A voz do delegado agora denunciava preocupação pois mais de uma vez o Homem da Montanha avisara a tempo, só que desta vez era madrugada.
--Sim, nuvens baixas e escuras demais. O vento: está ouvindo?
-- Sim!Precisa de ajuda, seu Ettore?
--Creio que não, mas avisa o pessoal aí que fica perto do riacho. Não sei não, mas já deve estar chovendo lá pra cima, a água desce rápido aqui!

Sua avó lhe contava a história do vilarejo em que vivera, na Itália, perto de Trento, uma região que chovia muito. Ela lhe contara que certa vez chovera tanto que os habitantes foram acordados por um rugido e só tiveram tempo de sair de suas casas e correr, pois boa parte de cidade foi soterrada por toneladas de lama que caíram das encostas das montanhas varridas pelas chuvas torrenciais. O país se consternou quando soube das dimensões da tragédia.
--Mas era um barulho, Ettore. Ma che! Um barulho que parecia a garganta do diabo...

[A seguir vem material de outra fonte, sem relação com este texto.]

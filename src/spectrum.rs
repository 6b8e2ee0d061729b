// SPDX-License-Identifier: MPL-2.0

//! Amplitude and phase spectra of single-channel 8-bit images.
//!
//! [`Spectrum::analyze`] is the forward direction: samples are scaled to
//! [0, 1], transformed, and the zero frequency is shifted to the center.
//! [`Spectrum::synthesize`] goes back to an 8-bit image, min-max normalizing
//! the magnitude of the reconstructed field to the full [0, 255] range.
//! The two are exact inverses of each other whenever the original image
//! already spans [0, 255].

use image::{ColorType, DynamicImage, GrayImage, Luma};
use nalgebra::DMatrix;
use rustfft::num_complex::Complex;

use crate::error::{FdaError, FdaResult};
use crate::fft::Fft2d;
use crate::shift::{fftshift, ifftshift};

/// Centered Fourier spectrum split into amplitude and phase fields.
///
/// Both fields have the shape (rows, cols) of the image they come from,
/// with the zero frequency at `(rows / 2, cols / 2)`.
/// Amplitudes are non-negative, phases lie in [-pi, pi].
#[derive(Clone, Debug, PartialEq)]
pub struct Spectrum {
    amplitude: DMatrix<f64>,
    phase: DMatrix<f64>,
}

impl Spectrum {
    /// Assemble a spectrum from amplitude and phase fields of identical shape.
    pub fn from_parts(amplitude: DMatrix<f64>, phase: DMatrix<f64>) -> FdaResult<Self> {
        if amplitude.shape() != phase.shape() {
            return Err(FdaError::ShapeMismatch {
                expected: amplitude.shape(),
                actual: phase.shape(),
            });
        }
        Ok(Self { amplitude, phase })
    }

    /// Split the spectrum back into its (amplitude, phase) fields.
    pub fn into_parts(self) -> (DMatrix<f64>, DMatrix<f64>) {
        (self.amplitude, self.phase)
    }

    /// (rows, cols) of both fields.
    pub fn shape(&self) -> (usize, usize) {
        self.amplitude.shape()
    }

    /// Amplitude field.
    pub fn amplitude(&self) -> &DMatrix<f64> {
        &self.amplitude
    }

    /// Mutable amplitude field. The phase is never exposed mutably.
    pub fn amplitude_mut(&mut self) -> &mut DMatrix<f64> {
        &mut self.amplitude
    }

    /// Phase field.
    pub fn phase(&self) -> &DMatrix<f64> {
        &self.phase
    }

    /// Analyze a grayscale 8-bit image.
    pub fn analyze(image: &GrayImage) -> FdaResult<Self> {
        let fft = Fft2d::new(image.height() as usize, image.width() as usize)?;
        Self::analyze_with(&fft, image)
    }

    /// Analyze a decoded image, which must hold a single channel of 8-bit samples.
    pub fn analyze_dynamic(image: &DynamicImage) -> FdaResult<Self> {
        check_layout(image, 1)?;
        let gray = image
            .as_luma8()
            .ok_or(FdaError::InvalidInputType(image.color()))?;
        Self::analyze(gray)
    }

    /// Analyze a grayscale image with an already planned transform.
    pub fn analyze_with(fft: &Fft2d, image: &GrayImage) -> FdaResult<Self> {
        let rows = image.height() as usize;
        let cols = image.width() as usize;
        if (rows, cols) != (fft.rows(), fft.cols()) {
            return Err(FdaError::ShapeMismatch {
                expected: (fft.rows(), fft.cols()),
                actual: (rows, cols),
            });
        }

        let mut buffer: Vec<Complex<f64>> = image
            .as_raw()
            .iter()
            .map(|&pix| Complex::new(pix as f64 / 255.0, 0.0))
            .collect();
        fft.forward(&mut buffer)?;

        // The forward transform leaves the spectrum in column-major order.
        let centered = fftshift(&DMatrix::from_vec(rows, cols, buffer));
        Ok(Self {
            amplitude: centered.map(|z| z.norm()),
            phase: centered.map(|z| z.arg()),
        })
    }

    /// Reconstruct the complex spatial field, before taking its magnitude.
    ///
    /// The field is normalized by 1 / (rows * cols), so an unmodified
    /// spectrum gives back the analyzed samples in [0, 1] with a
    /// negligible imaginary part.
    pub fn reconstruct(&self) -> FdaResult<DMatrix<Complex<f64>>> {
        let (rows, cols) = self.shape();
        self.reconstruct_with(&Fft2d::new(rows, cols)?)
    }

    /// Same as [`Spectrum::reconstruct`] with an already planned transform.
    pub fn reconstruct_with(&self, fft: &Fft2d) -> FdaResult<DMatrix<Complex<f64>>> {
        let (rows, cols) = self.shape();
        if (rows, cols) != (fft.rows(), fft.cols()) {
            return Err(FdaError::ShapeMismatch {
                expected: (fft.rows(), fft.cols()),
                actual: (rows, cols),
            });
        }

        let centered = self
            .amplitude
            .zip_map(&self.phase, |amp, phase| Complex::from_polar(amp, phase));
        let mut spectrum = ifftshift(&centered);
        fft.inverse(spectrum.as_mut_slice())?;

        let fft_coef = 1.0 / (rows * cols) as f64;
        for z in spectrum.iter_mut() {
            *z *= fft_coef;
        }
        // The inverse transform leaves the field in row-major order.
        Ok(DMatrix::from_row_slice(rows, cols, spectrum.as_slice()))
    }

    /// Synthesize an 8-bit grayscale image from the spectrum.
    pub fn synthesize(&self) -> FdaResult<GrayImage> {
        let (rows, cols) = self.shape();
        self.synthesize_with(&Fft2d::new(rows, cols)?)
    }

    /// Same as [`Spectrum::synthesize`] with an already planned transform.
    pub fn synthesize_with(&self, fft: &Fft2d) -> FdaResult<GrayImage> {
        let field = self.reconstruct_with(fft)?;
        Ok(to_gray_image(&field.map(|z| z.norm())))
    }
}

/// Min-max normalize a magnitude field to [0, 255].
///
/// A field without any dynamic range maps to black.
fn to_gray_image(magnitude: &DMatrix<f64>) -> GrayImage {
    let min = magnitude.iter().copied().fold(f64::INFINITY, f64::min);
    let max = magnitude.iter().copied().fold(f64::NEG_INFINITY, f64::max);
    let range = max - min;
    let (rows, cols) = magnitude.shape();
    GrayImage::from_fn(cols as u32, rows as u32, |x, y| {
        let m = magnitude[(y as usize, x as usize)];
        let value = if range > 0.0 {
            ((m - min) / range * 255.0).round_ties_even() as u8
        } else {
            0
        };
        Luma([value])
    })
}

/// Check that `image` holds `channels` channels of 8-bit unsigned samples.
pub(crate) fn check_layout(image: &DynamicImage, channels: usize) -> FdaResult<()> {
    let color = image.color();
    if !is_u8(color) {
        return Err(FdaError::InvalidInputType(color));
    }
    let actual = color.channel_count() as usize;
    if actual != channels {
        return Err(FdaError::InvalidShape {
            expected: channels,
            actual,
        });
    }
    Ok(())
}

pub(crate) fn is_u8(color: ColorType) -> bool {
    matches!(
        color,
        ColorType::L8 | ColorType::La8 | ColorType::Rgb8 | ColorType::Rgba8
    )
}

#[cfg(test)]
mod tests {
    use super::*;
    use approx::assert_abs_diff_eq;

    fn ramp(width: u32, height: u32) -> GrayImage {
        GrayImage::from_fn(width, height, |x, y| {
            Luma([((x * 37 + y * 91) % 256) as u8])
        })
    }

    #[test]
    fn fields_match_image_shape() {
        let spectrum = Spectrum::analyze(&ramp(7, 4)).unwrap();
        assert_eq!(spectrum.shape(), (4, 7));
        assert_eq!(spectrum.phase().shape(), (4, 7));
    }

    #[test]
    fn dc_term_is_centered() {
        let image = GrayImage::from_pixel(6, 5, Luma([51]));
        let spectrum = Spectrum::analyze(&image).unwrap();
        // 51 / 255 = 0.2 summed over 30 pixels.
        assert_abs_diff_eq!(spectrum.amplitude()[(2, 3)], 6.0, epsilon = 1e-9);
        assert_abs_diff_eq!(spectrum.phase()[(2, 3)], 0.0, epsilon = 1e-12);
        let off_center: f64 = spectrum.amplitude().iter().sum::<f64>() - 6.0;
        assert_abs_diff_eq!(off_center, 0.0, epsilon = 1e-9);
    }

    #[test]
    fn amplitude_is_non_negative_and_phase_bounded() {
        let spectrum = Spectrum::analyze(&ramp(9, 8)).unwrap();
        assert!(spectrum.amplitude().iter().all(|&a| a >= 0.0));
        assert!(spectrum
            .phase()
            .iter()
            .all(|&p| (-std::f64::consts::PI..=std::f64::consts::PI).contains(&p)));
    }

    #[test]
    fn round_trip_small_odd_image() {
        let mut image = ramp(13, 11);
        image.put_pixel(0, 0, Luma([0]));
        image.put_pixel(1, 0, Luma([255]));
        let restored = Spectrum::analyze(&image).unwrap().synthesize().unwrap();
        assert_eq!(restored, image);
    }

    #[test]
    fn flat_field_synthesizes_black() {
        let magnitude = DMatrix::from_element(3, 4, 0.5);
        let image = to_gray_image(&magnitude);
        assert_eq!(image.dimensions(), (4, 3));
        assert!(image.pixels().all(|p| p.0[0] == 0));
    }

    #[test]
    fn min_max_stretch_uses_full_range() {
        let magnitude = DMatrix::from_row_slice(1, 3, &[0.25, 0.5, 0.75]);
        let image = to_gray_image(&magnitude);
        // 127.5 rounds half to even.
        assert_eq!(image.as_raw(), &vec![0, 128, 255]);
    }

    #[test]
    fn parts_reassemble_into_the_same_spectrum() {
        let spectrum = Spectrum::analyze(&ramp(6, 5)).unwrap();
        let (amplitude, phase) = spectrum.clone().into_parts();
        assert_eq!(amplitude.shape(), (5, 6));
        assert_eq!(Spectrum::from_parts(amplitude, phase).unwrap(), spectrum);
    }

    #[test]
    fn mismatched_parts_are_rejected() {
        let result = Spectrum::from_parts(DMatrix::zeros(2, 3), DMatrix::zeros(3, 2));
        assert!(matches!(result, Err(FdaError::ShapeMismatch { .. })));
    }

    #[test]
    fn analyze_dynamic_checks_sample_type_and_channels() {
        let wide = DynamicImage::ImageLuma16(image::ImageBuffer::new(4, 4));
        assert!(matches!(
            Spectrum::analyze_dynamic(&wide),
            Err(FdaError::InvalidInputType(ColorType::L16))
        ));

        let color = DynamicImage::ImageRgb8(image::RgbImage::new(4, 4));
        assert!(matches!(
            Spectrum::analyze_dynamic(&color),
            Err(FdaError::InvalidShape {
                expected: 1,
                actual: 3
            })
        ));

        let gray = DynamicImage::ImageLuma8(ramp(4, 4));
        assert!(Spectrum::analyze_dynamic(&gray).is_ok());
    }

    #[test]
    fn planned_transform_must_match_shape() {
        let fft = Fft2d::new(4, 4).unwrap();
        assert!(matches!(
            Spectrum::analyze_with(&fft, &ramp(5, 4)),
            Err(FdaError::ShapeMismatch { .. })
        ));
    }
}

Ele, agora sem sono, foi à pequena biblioteca e escolheu o melhor uísque que tinha: Se viesse a chuva e arrastasse a casa com a encosta da montanha e tudo, que fosse com a melhor de suas bebidas que ele estaria se deliciando, ora!
Uma lufada de vento fortíssima deu como se fosse um soco na casa e ele pode ver uma árvore sendo açoitada pela ventania selvagem, enquanto que pedaços de galhos batiam em seu telhado velho e pesado e gotas espessas se formavam e vinham ao encontro das vidraças. Roupas voavam de seu varal, ia dar trabalho recolher as peças que sobrassem depois da tempestade. Os clarões verdes e baços se tornavam mais e mais frequentes, ele sentia a opressão da tempestade que se formava bem acima de sua casa, como num prenúncio de catástrofe. A calmaria não o enganou e ele esperou passar o vento para ouvir, ao longe, os pingos enormes começando a cair na encosta da montanha. Este barulho várias vezes o fizera recolher as coisas correndo antes que a chuva o ensopasse completamente, o aviso da mata próxima servia como alarme e ele tirava o que podia do alcance das águas que desciam com calma e precisão do céu antes limpo. Só que, nesta noite, ela viera mais furiosa que o costume. Viera precedida de clarões que nunca vira, em meio a ruídos que ainda não presenciara enquanto morador daquelas paragens. Sentiu medo, um medo indefinível que se apossou de sua alma, a princípio leve, como um desconforto, mas o ruído da água se tornava mais e mais imperioso e ele num crescendo viu chegarem as ondas de chuva a fustigar suas vidraças com lufadas de vento intensas e duras. Quase podia sentir a ventania no rosto, mas ele jamais sairia aquela noite para experimentar o sabor da chuva, tantos eram os raios que caíam. Um crispou seu rosto de tão próximo, outro riscou o horizonte e açoitou a colina próxima.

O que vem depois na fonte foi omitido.